Intervention de Patrick Artus

Réunion du 13 décembre 2012 à 9h15
Mission d'information sur les coûts de production en france

Patrick Artus, directeur de la recherche et des études de Natixis :

Pour ce qui est de l'automatisation, le problème majeur réside dans l'incapacité des entreprises à investir, en raison de leur trop faible niveau d'autofinancement. Des études de la Banque de France ont montré que 80 % des PME françaises investissaient très peu, n'exportaient pas, ne grandissaient pas et n'embauchaient pas, se limitant à une stratégie de consolidation de leur bilan en vue d'une autarcie financière durable qui assure leur simple survie. Selon le Conseil d'analyse économique, seulement 10 % d'entre elles contribuent à la croissance, contre 50 % en Allemagne.

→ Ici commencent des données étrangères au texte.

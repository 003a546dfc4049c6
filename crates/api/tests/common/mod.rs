//! Shared helpers for HTTP-level integration tests.
//!
//! Builds the real application router (same middleware stack as `main.rs`)
//! on top of a `#[sqlx::test]`-provided pool, with the webhook notifier
//! either disabled or backed by a recording fake transport.

#![allow(dead_code)]

use std::sync::{Arc, Mutex};
use std::time::Duration;

use async_trait::async_trait;
use axum::body::Body;
use axum::http::{header, Request, StatusCode};
use axum::response::Response;
use axum::Router;
use http_body_util::BodyExt;
use sqlx::PgPool;
use tower::ServiceExt;

use agriops_api::auth::jwt::{generate_access_token, JwtConfig};
use agriops_api::auth::password::hash_password;
use agriops_api::config::ServerConfig;
use agriops_api::notifications::{BoxError, WebhookConfig, WebhookNotifier, WebhookTransport};
use agriops_api::router::build_app_router;
use agriops_api::state::AppState;
use agriops_core::types::DbId;
use agriops_db::models::user::{CreateUser, User};
use agriops_db::repositories::UserRepo;

pub const TEST_INTERNAL_TOKEN: &str = "test-internal-token";

/// Build a test `ServerConfig` with safe defaults.
pub fn test_config() -> ServerConfig {
    ServerConfig {
        host: "127.0.0.1".to_string(),
        port: 0,
        cors_origins: vec!["http://localhost:5173".to_string()],
        request_timeout_secs: 30,
        internal_api_token: Some(TEST_INTERNAL_TOKEN.to_string()),
        jwt: JwtConfig {
            secret: "integration-test-secret".to_string(),
            access_token_expiry_hours: 1,
        },
    }
}

/// Build the application with webhooks disabled (no destination configured).
pub fn build_test_app(pool: PgPool) -> Router {
    let config = test_config();
    let notifier = Arc::new(WebhookNotifier::new(
        pool.clone(),
        WebhookConfig::default(),
        Arc::new(MockTransport::succeeding()),
    ));
    let state = AppState {
        pool,
        config: Arc::new(config.clone()),
        notifier,
    };
    build_app_router(state, &config)
}

/// Build the application with a caller-supplied config (webhooks disabled).
pub fn build_test_app_with_config(pool: PgPool, config: ServerConfig) -> Router {
    let notifier = Arc::new(WebhookNotifier::new(
        pool.clone(),
        WebhookConfig::default(),
        Arc::new(MockTransport::succeeding()),
    ));
    let state = AppState {
        pool,
        config: Arc::new(config.clone()),
        notifier,
    };
    build_app_router(state, &config)
}

/// Build the application with an explicit notifier (recording transports).
pub fn build_test_app_with_notifier(pool: PgPool, notifier: Arc<WebhookNotifier>) -> Router {
    let config = test_config();
    let state = AppState {
        pool,
        config: Arc::new(config.clone()),
        notifier,
    };
    build_app_router(state, &config)
}

// ---------------------------------------------------------------------------
// Fake webhook transport
// ---------------------------------------------------------------------------

/// What the mock transport should answer with.
#[derive(Debug, Clone, Copy)]
pub enum MockOutcome {
    /// 2xx response.
    Success,
    /// Non-2xx response.
    HttpFailure,
    /// Transport-level error (connection refused, DNS, ...).
    TransportError,
}

/// Recording fake for [`WebhookTransport`]. Counts every delivery attempt
/// and captures the payloads.
pub struct MockTransport {
    outcome: MockOutcome,
    pub calls: Mutex<Vec<(String, serde_json::Value)>>,
}

impl MockTransport {
    pub fn new(outcome: MockOutcome) -> Self {
        Self {
            outcome,
            calls: Mutex::new(Vec::new()),
        }
    }

    pub fn succeeding() -> Self {
        Self::new(MockOutcome::Success)
    }

    pub fn call_count(&self) -> usize {
        self.calls.lock().unwrap().len()
    }
}

#[async_trait]
impl WebhookTransport for MockTransport {
    async fn post(&self, url: &str, payload: &serde_json::Value) -> Result<bool, BoxError> {
        self.calls
            .lock()
            .unwrap()
            .push((url.to_string(), payload.clone()));
        match self.outcome {
            MockOutcome::Success => Ok(true),
            MockOutcome::HttpFailure => Ok(false),
            MockOutcome::TransportError => Err("connection refused".into()),
        }
    }
}

// ---------------------------------------------------------------------------
// User / token helpers
// ---------------------------------------------------------------------------

/// Create a user directly in the database and return the row plus a valid
/// bearer token for it.
pub async fn create_test_user(pool: &PgPool, email: &str, role: &str) -> (User, String) {
    let password_hash = hash_password("test_password_123!").expect("hashing should succeed");
    let user = UserRepo::create(
        pool,
        &CreateUser {
            email: email.to_string(),
            full_name: "Test User".to_string(),
            password_hash,
            role: role.to_string(),
        },
    )
    .await
    .expect("user creation should succeed");

    let token = generate_access_token(user.id, role, &test_config().jwt)
        .expect("token generation should succeed");

    (user, token)
}

// ---------------------------------------------------------------------------
// Request helpers
// ---------------------------------------------------------------------------

pub async fn get(app: Router, path: &str, token: Option<&str>) -> Response {
    let mut builder = Request::builder().method("GET").uri(path);
    if let Some(token) = token {
        builder = builder.header(header::AUTHORIZATION, format!("Bearer {token}"));
    }
    app.oneshot(builder.body(Body::empty()).unwrap())
        .await
        .unwrap()
}

pub async fn request_json(
    app: Router,
    method: &str,
    path: &str,
    body: serde_json::Value,
    token: Option<&str>,
) -> Response {
    let mut builder = Request::builder()
        .method(method)
        .uri(path)
        .header(header::CONTENT_TYPE, "application/json");
    if let Some(token) = token {
        builder = builder.header(header::AUTHORIZATION, format!("Bearer {token}"));
    }
    app.oneshot(builder.body(Body::from(body.to_string())).unwrap())
        .await
        .unwrap()
}

pub async fn post_json(
    app: Router,
    path: &str,
    body: serde_json::Value,
    token: Option<&str>,
) -> Response {
    request_json(app, "POST", path, body, token).await
}

pub async fn patch_json(
    app: Router,
    path: &str,
    body: serde_json::Value,
    token: Option<&str>,
) -> Response {
    request_json(app, "PATCH", path, body, token).await
}

pub async fn delete(app: Router, path: &str, token: Option<&str>) -> Response {
    let mut builder = Request::builder().method("DELETE").uri(path);
    if let Some(token) = token {
        builder = builder.header(header::AUTHORIZATION, format!("Bearer {token}"));
    }
    app.oneshot(builder.body(Body::empty()).unwrap())
        .await
        .unwrap()
}

/// Collect a response body as JSON.
pub async fn body_json(response: Response) -> serde_json::Value {
    let bytes = response.into_body().collect().await.unwrap().to_bytes();
    serde_json::from_slice(&bytes).expect("response body should be JSON")
}

/// Assert a response status and return the parsed JSON body.
pub async fn expect_json(response: Response, status: StatusCode) -> serde_json::Value {
    assert_eq!(response.status(), status);
    body_json(response).await
}

// ---------------------------------------------------------------------------
// Ledger polling
// ---------------------------------------------------------------------------

/// Wait for the detached webhook task to write its ledger row.
///
/// The notifier runs on a spawned task the handler never awaits, so tests
/// poll briefly instead of asserting immediately.
pub async fn wait_for_ledger_rows(
    pool: &PgPool,
    event_type: &str,
    related_entity_id: DbId,
    expected: usize,
) -> Vec<agriops_db::models::notification_log::NotificationLog> {
    for _ in 0..50 {
        let rows = agriops_db::repositories::NotificationLogRepo::list_for_entity(
            pool,
            event_type,
            related_entity_id,
        )
        .await
        .expect("ledger query should succeed");
        if rows.len() >= expected {
            return rows;
        }
        tokio::time::sleep(Duration::from_millis(20)).await;
    }
    panic!("ledger rows for {event_type}/{related_entity_id} did not appear in time");
}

Le CICE résulte d'un compromis entre deux objectifs très différents : d'une part, poursuivre la baisse des charges sur les bas salaires afin de créer des emplois pour des jeunes non qualifiés ; d'autre part, fournir des marges à l'industrie pour qu'elle puisse se moderniser. Le premier, en favorisant l'emploi dans les services à la personne, dans la distribution, dans l'artisanat, tous secteurs sans grands potentiels de croissance, contribue à faire « descendre en gamme » l'économie française. Poursuivre efficacement le deuxième aurait nécessité un CICE beaucoup plus ambitieux. En effet, si l'on compare nos coûts salariaux avec ceux des autres pays européens, c'est quand on en vient aux jeunes ingénieurs et aux techniciens supérieurs qu'on constate l'écart le plus important – il serait de l'ordre de 30 % avec l'Allemagne. C'est pourquoi Louis Gallois proposait initialement que le CICE jouât jusqu'à 3,5 SMIC. Ne pas l'avoir écouté est une erreur, au détriment de la localisation des industries en France.